The exchange of letters between Kit Rawson and Jim Slocomb and Peg Manning [posted below -Ed] tells me nothing useful about whether County employees are biased (though if one merely checks the definition of biased in a dictionary it would be astonishing to find that they weren't in some manner biased), but it tells me a lot about the danger free speech faces in our community.

Tim Blanchard and Peg Manning apparently believe that free speech allows them to say whatever they want to, whether polite or not. And in fact, as long as they are willing to be accountable for their words, that's precisely what the Washington State constitution provides.

Specifically, Section 5 of our State Constitution provides explicitly that "Every person may freely speak, write, and publish on all subjects, being responsible for the abuse of that right."

Rawson and Slocmb, on the other hand, in stating that "We hope that both leaders and citizens in the county will make it clear that divisive rhetoric will no longer be tolerated" deny the rights granted by the State Constitution, and substitute the proposition that only speech which they consider non-divisive will be tolerated. (Clearly, had they been around in 1776 they would have excoriated the signers of the Declaration of Independence; one can hardly imagine a more divisive personal attack on a government official.)
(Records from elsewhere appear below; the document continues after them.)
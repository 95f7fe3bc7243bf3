//! The provisioning workflow.
//!
//! A strictly sequential run: provision network and instance, configure
//! access, wait for readiness, run the compatibility suite, tear everything
//! down in reverse order. The first failing step aborts the run; no
//! compensating cleanup is attempted for a half-provisioned stack (the ids
//! printed along the way are the operator's recovery data).

use std::future::Future;

use tracing::{debug, info, warn};
use uuid::Uuid;

use crate::cloud::{CloudClient, CreateInstanceRequest};
use crate::compat::{CompatReport, CompatTest};
use crate::config::Config;
use crate::error::{Error, Result};
use crate::instance::{Credentials, InstanceInfo};
use crate::output::Reporter;
use crate::wait::{wait_until, WaitError, WaitPolicy};

/// Runs the provision → configure → test → teardown sequence against one
/// [`CloudClient`].
pub struct Workflow<C> {
    client: C,
    config: Config,
    reporter: Reporter,
    keep_resources: bool,
}

impl<C: CloudClient> Workflow<C> {
    /// Creates a workflow over `client` with the given config.
    pub fn new(client: C, config: Config, reporter: Reporter) -> Self {
        Self {
            client,
            config,
            reporter,
            keep_resources: false,
        }
    }

    /// Leave the provisioned resources in place after the test run.
    pub fn keep_resources(mut self, keep: bool) -> Self {
        self.keep_resources = keep;
        self
    }

    /// Runs the whole workflow and returns the suite's report.
    ///
    /// A failing suite is a report, not an error: teardown still runs and the
    /// caller decides the exit status. Any provisioning error aborts before
    /// the next step.
    pub async fn run(&self, test: &CompatTest) -> Result<CompatReport> {
        let mut instance = self.provision().await?;
        self.configure(&mut instance).await?;
        self.wait_until_ready(&instance).await?;

        self.reporter.banner("COMPATIBILITY TEST");
        let credentials = instance.credentials()?;
        self.reporter
            .step(&format!("running suite against {}", instance.private_ip));
        let report = test.run(&instance.private_ip, &credentials.password).await?;
        if report.passed() {
            self.reporter.success(&format!(
                "compatibility test passed; results in {}",
                report.results_file.display()
            ));
        } else {
            self.reporter.error(&format!(
                "compatibility test failed with exit code {}; results in {}",
                report.exit_code,
                report.results_file.display()
            ));
        }

        if self.keep_resources {
            self.reporter.warning(&format!(
                "leaving resources in place: instance {}, vswitch {}, vpc {}",
                instance.instance_id, instance.vswitch_id, instance.vpc_id
            ));
        } else {
            self.cleanup(&instance).await?;
        }

        Ok(report)
    }

    /// Creates the VPC, the vswitch, and the managed store instance.
    pub async fn provision(&self) -> Result<InstanceInfo> {
        let tair = &self.config.database.tair;
        let provision = &self.config.provision;
        let suffix = name_suffix();

        self.reporter.banner("PROVISION");
        self.reporter.step("creating virtual network");
        let vpc_name = format!("tair-cts-vpc-{suffix}");
        let vpc_id = self
            .client
            .create_vpc(&tair.region_id, &vpc_name, &provision.cidr_block)
            .await?;
        self.reporter.resource("created", "vpc", &vpc_id);

        let vswitch_name = format!("tair-cts-vsw-{suffix}");
        let vswitch_id = self
            .client
            .create_vswitch(
                &tair.region_id,
                &tair.zone_id,
                &vpc_id,
                &vswitch_name,
                &provision.cidr_block,
            )
            .await?;
        self.reporter.resource("created", "vswitch", &vswitch_id);

        self.reporter.step("creating managed store instance");
        let instance_name = format!("tair-cts-instance-{suffix}");
        let created = self
            .client
            .create_instance(&CreateInstanceRequest {
                region_id: tair.region_id.clone(),
                zone_id: tair.zone_id.clone(),
                vpc_id: vpc_id.clone(),
                vswitch_id: vswitch_id.clone(),
                instance_name: instance_name.clone(),
                instance_class: provision.instance_class.clone(),
                instance_type: provision.instance_type.clone(),
                charge_type: provision.charge_type.clone(),
            })
            .await?;
        self.reporter
            .resource("created", "instance", &created.instance_id);
        info!(
            instance_id = %created.instance_id,
            private_ip = %created.private_ip,
            "instance created"
        );

        Ok(InstanceInfo {
            instance_id: created.instance_id,
            instance_name,
            region_id: tair.region_id.clone(),
            zone_id: tair.zone_id.clone(),
            vpc_id,
            vswitch_id,
            private_ip: created.private_ip,
            credentials: None,
        })
    }

    /// Installs the IP allow-list and resets the account password.
    pub async fn configure(&self, instance: &mut InstanceInfo) -> Result<()> {
        let provision = &self.config.provision;

        self.reporter.banner("CONFIGURE");
        self.reporter.step(&format!(
            "restricting access to {}",
            provision.security_ips
        ));
        self.client
            .modify_security_ips(&instance.instance_id, &provision.security_ips)
            .await?;

        self.reporter.step("resetting account password");
        // The vendor's default account carries the instance id as its name.
        let account = instance.instance_id.clone();
        let password = provision
            .account_password
            .clone()
            .unwrap_or_else(generate_password);
        self.client
            .reset_account_password(&instance.instance_id, &account, &password)
            .await?;
        instance.credentials = Some(Credentials { account, password });
        Ok(())
    }

    /// Polls the instance status until it reaches `Normal`, bounded by
    /// `wait.ready`. Configuration changes show up as `Changing` in between;
    /// this wait also absorbs those.
    pub async fn wait_until_ready(&self, instance: &InstanceInfo) -> Result<()> {
        let policy = self.config.wait.ready;
        self.reporter.step(&format!(
            "waiting for instance {} to become ready",
            instance.instance_id
        ));
        wait_until(&policy, || self.probe_ready(instance))
            .await
            .map_err(|e| match e {
                WaitError::Timeout { .. } => Error::ReadyTimeout {
                    instance_id: instance.instance_id.clone(),
                    timeout_secs: policy.timeout.as_secs(),
                },
                WaitError::Probe(e) => e,
            })?;
        self.reporter.success("instance is ready");
        Ok(())
    }

    /// Deletes instance, vswitch, and VPC, in that order, waiting for the
    /// instance release to complete before touching the network.
    pub async fn cleanup(&self, instance: &InstanceInfo) -> Result<()> {
        self.reporter.banner("TEARDOWN");

        self.reporter.step("releasing instance");
        self.client.delete_instance(&instance.instance_id).await?;
        let release = self.config.wait.release;
        wait_until(&release, || self.probe_released(instance))
            .await
            .map_err(|e| match e {
                WaitError::Timeout { .. } => Error::CleanupTimeout {
                    resource: "instance".to_string(),
                    id: instance.instance_id.clone(),
                    timeout_secs: release.timeout.as_secs(),
                },
                WaitError::Probe(e) => e,
            })?;
        self.reporter
            .resource("deleted", "instance", &instance.instance_id);

        let policy = self.config.wait.network_delete;
        self.reporter.step("deleting network resources");
        self.delete_with_retry(&policy, "vswitch", &instance.vswitch_id, || {
            self.client
                .delete_vswitch(&instance.region_id, &instance.vswitch_id)
        })
        .await?;
        self.reporter
            .resource("deleted", "vswitch", &instance.vswitch_id);

        self.delete_with_retry(&policy, "vpc", &instance.vpc_id, || {
            self.client.delete_vpc(&instance.region_id, &instance.vpc_id)
        })
        .await?;
        self.reporter.resource("deleted", "vpc", &instance.vpc_id);

        self.reporter.success("all resources released");
        Ok(())
    }

    async fn probe_ready(&self, instance: &InstanceInfo) -> Result<Option<()>> {
        let status = self
            .client
            .describe_instance_status(&instance.region_id, &instance.instance_id)
            .await?;
        match status {
            Some(status) if status.is_ready() => Ok(Some(())),
            Some(status) => {
                self.reporter.info(&format!("instance status: {status}"));
                Ok(None)
            }
            // Right after creation the describe call may not see the
            // instance yet; keep polling.
            None => {
                debug!("instance not visible yet");
                Ok(None)
            }
        }
    }

    async fn probe_released(&self, instance: &InstanceInfo) -> Result<Option<()>> {
        let status = self
            .client
            .describe_instance_status(&instance.region_id, &instance.instance_id)
            .await?;
        match status {
            None => Ok(Some(())),
            Some(status) if status.is_released() => Ok(Some(())),
            Some(status) => {
                self.reporter.info(&format!("instance status: {status}"));
                Ok(None)
            }
        }
    }

    /// Retries a network delete that fails with a dependency conflict while
    /// the upstream release is still settling on the vendor side.
    async fn delete_with_retry<F, Fut>(
        &self,
        policy: &WaitPolicy,
        resource: &str,
        id: &str,
        mut op: F,
    ) -> Result<()>
    where
        F: FnMut() -> Fut,
        Fut: Future<Output = Result<()>>,
    {
        wait_until(policy, || {
            let attempt = op();
            async move {
                match attempt.await {
                    Ok(()) => Ok(Some(())),
                    Err(e) if e.is_dependency_conflict() => {
                        warn!(%e, "delete hit a dependency conflict, retrying");
                        Ok(None)
                    }
                    Err(e) => Err(e),
                }
            }
        })
        .await
        .map_err(|e| match e {
            WaitError::Timeout { .. } => Error::CleanupTimeout {
                resource: resource.to_string(),
                id: id.to_string(),
                timeout_secs: policy.timeout.as_secs(),
            },
            WaitError::Probe(e) => e,
        })
    }
}

/// Five hex characters to keep resource names unique between runs.
fn name_suffix() -> String {
    let id = Uuid::new_v4().simple().to_string();
    id[..5].to_string()
}

/// A throwaway password for the test account when none is configured.
fn generate_password() -> String {
    use rand::distributions::Alphanumeric;
    use rand::Rng;
    let suffix: String = rand::thread_rng()
        .sample_iter(&Alphanumeric)
        .take(16)
        .map(char::from)
        .collect();
    format!("Cts-{suffix}")
}

#[cfg(test)]
mod tests {
    use super::*;

    #[test]
    fn test_name_suffix_is_short_and_lowercase_hex() {
        let suffix = name_suffix();
        assert_eq!(suffix.len(), 5);
        assert!(suffix.chars().all(|c| c.is_ascii_hexdigit()));
    }

    #[test]
    fn test_generated_passwords_differ_and_carry_prefix() {
        let a = generate_password();
        let b = generate_password();
        assert_ne!(a, b);
        assert!(a.starts_with("Cts-"));
        assert_eq!(a.len(), 20);
    }
}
Messers Rawson and Slocomb are, of course, free to say whatever they want to about what Rawson, Manning, or this writer say (recognizing that if what they say is defamatory they may be held to account for it), but when they try to limit the right of anybody to speak freely, whether politely or not, they seek the very, very dangerous course of substituting their definition of appropriate speech for the fundamental right expressly granted by our state Constitution. This cannot, this must not, be permitted.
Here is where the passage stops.